Ce climat d’insécurité routière a des impacts plus larges : la fluidité du trafic en prend un coup. Même en l’absence d’accidents, les embouteillages, qui sont désormais quotidiens, compliquent les déplacements des N’Djaménois, pesant sur leur quotidien. Ajoutée à cette problématique, la saison des pluies accentue encore la dégradation des infrastructures. Les précipitations transforment ces ravins en véritables torrents, rendant certaines routes totalement impraticables et accroissant encore le risque d’effondrement.

Face à cette menace de plus en plus pressante sur la sécurité publique et sur les infrastructures urbaines, une intervention prompte et structurée de la part des autorités devient impérative. La lutte contre l’érosion nécessite des travaux d’envergure dans le domaine du génie civil : il est crucial de remblayer les zones fragilisées, de reconstruire les tronçons endommagés et d’implanter des systèmes de drainage efficaces pour canaliser les eaux de pluie.

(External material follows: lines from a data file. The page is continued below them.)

use std::fmt;
use std::path::PathBuf;

type Result<T> = std::result::Result<T, Box<dyn std::error::Error>>;

/// Fixed generation settings - nothing here is exposed on the command line
#[derive(Debug, Clone)]
pub struct GenCfg {
	pub start: f64,
	pub stop: f64,
	pub num: usize,
	pub output: PathBuf,
}

impl Default for GenCfg {
	fn default() -> GenCfg {
		GenCfg {
			start: 0.0,
			stop: 0.1,
			num: 10,
			output: PathBuf::from("out.txt"),
		}
	}
}

/// Two column table, row i is (a[i], b[i])
#[derive(Debug, Clone, PartialEq)]
pub struct Table {
	rows: Vec<[f64; 2]>,
}

impl Table {
	pub fn rows(&self) -> &[[f64; 2]] {
		&self.rows
	}

	pub fn len(&self) -> usize {
		self.rows.len()
	}

	#[cfg(test)]
	pub fn column(&self, idx: usize) -> Vec<f64> {
		self.rows.iter().map(|r| r[idx]).collect()
	}
}

#[derive(Debug)]
pub struct LengthMismatch {
	pub left: usize,
	pub right: usize,
}

impl fmt::Display for LengthMismatch {
	fn fmt(&self, f: &mut fmt::Formatter) -> fmt::Result {
		write!(f, "cannot column stack sequences of length {} and {}", self.left, self.right)
	}
}

impl std::error::Error for LengthMismatch {}

/// num samples evenly spaced over [start, stop], both ends included
///
/// The last sample is pinned to stop so the endpoint is exact and not
/// the product of accumulated step error.
pub fn linspace(start: f64, stop: f64, num: usize) -> Vec<f64> {
	match num {
		0 => vec![],
		1 => vec![start],
		_ => {
			let step = (stop - start) / (num - 1) as f64;
			let mut v: Vec<f64> = (0..num).map(|i| i as f64 * step + start).collect();
			v[num - 1] = stop;
			v
		}
	}
}

pub fn full(num: usize, value: f64) -> Vec<f64> {
	vec![value; num]
}

pub fn ones(num: usize) -> Vec<f64> {
	full(num, 1.0)
}

pub fn column_stack(a: &[f64], b: &[f64]) -> Result<Table> {
	if a.len() != b.len() {
		Err(LengthMismatch { left: a.len(), right: b.len() })?
	}
	Ok(Table {
		rows: a.iter().zip(b.iter()).map(|(x, y)| [*x, *y]).collect(),
	})
}

pub fn build_table(cfg: &GenCfg) -> Result<Table> {
	let a = linspace(cfg.start, cfg.stop, cfg.num);
	let b = ones(cfg.num);
	log::debug!("sequence a: {:?}", a);
	log::debug!("sequence b: {:?}", b);
	column_stack(&a, &b)
}

#[test]
fn test_linspace_default_range() {
	let v = linspace(0.0, 0.1, 10);
	assert_eq!(v.len(), 10);
	assert_eq!(v[0], 0.0);
	assert!((v[9] - 0.1).abs() < 1e-12, "last sample {} not 0.1", v[9]);
	for w in v.windows(2) {
		assert!(w[0] <= w[1], "not non-decreasing: {:?}", w);
	}
	for (i, x) in v.iter().enumerate() {
		let expect = i as f64 * (0.1 - 0.0) / 9.0;
		assert!((x - expect).abs() < 1e-15, "index {} got {} expected {}", i, x, expect);
	}
}

#[test]
fn test_linspace_small_counts() {
	assert!(linspace(0.0, 1.0, 0).is_empty());
	assert_eq!(linspace(3.0, 7.0, 1), vec![3.0]);
	assert_eq!(linspace(3.0, 7.0, 2), vec![3.0, 7.0]);
	assert_eq!(linspace(1.0, 0.0, 3), vec![1.0, 0.5, 0.0]);
}

#[test]
fn test_ones() {
	let v = ones(10);
	assert_eq!(v.len(), 10);
	assert!(v.iter().all(|x| *x == 1.0));
	assert!(ones(0).is_empty());
}

#[test]
fn test_column_stack() -> Result<()> {
	let t = column_stack(&[0.0, 0.5, 1.0], &[1.0, 1.0, 1.0])?;
	assert_eq!(t.len(), 3);
	assert_eq!(t.rows()[1], [0.5, 1.0]);
	assert_eq!(t.column(0), vec![0.0, 0.5, 1.0]);
	assert_eq!(t.column(1), vec![1.0, 1.0, 1.0]);

	let err = column_stack(&[0.0, 1.0], &[1.0]).unwrap_err();
	assert_eq!(err.to_string(), "cannot column stack sequences of length 2 and 1");
	Ok(())
}

#[test]
fn test_build_table_default() -> Result<()> {
	let t = build_table(&GenCfg::default())?;
	assert_eq!(t.len(), 10);
	assert_eq!(t.rows()[0], [0.0, 1.0]);
	assert_eq!(t.rows()[9], [0.1, 1.0]);
	Ok(())
}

Les résidents du 9ᵉ arrondissement ont exprimé de manière insistante leur inquiétude et pressent les pouvoirs publics d’agir avant que ces ravins ne deviennent de véritables coupures, mettant en péril la mobilité et la sécurité de milliers de citadins. La résilience urbaine de N’Djamena sera étroitement liée à la capacité des autorités à faire face à ces forces naturelles qui menacent d’entraver son réseau routier.

Ainsi, alors que la terre elle-même semble en guerre contre les infrastructures en place, l’ensemble des N’Djaménois se trouve dans une situation rendue plus précaire, où le quotidien de la communauté dépend de la réactivité des pouvoirs en place face à cet enjeu crucial.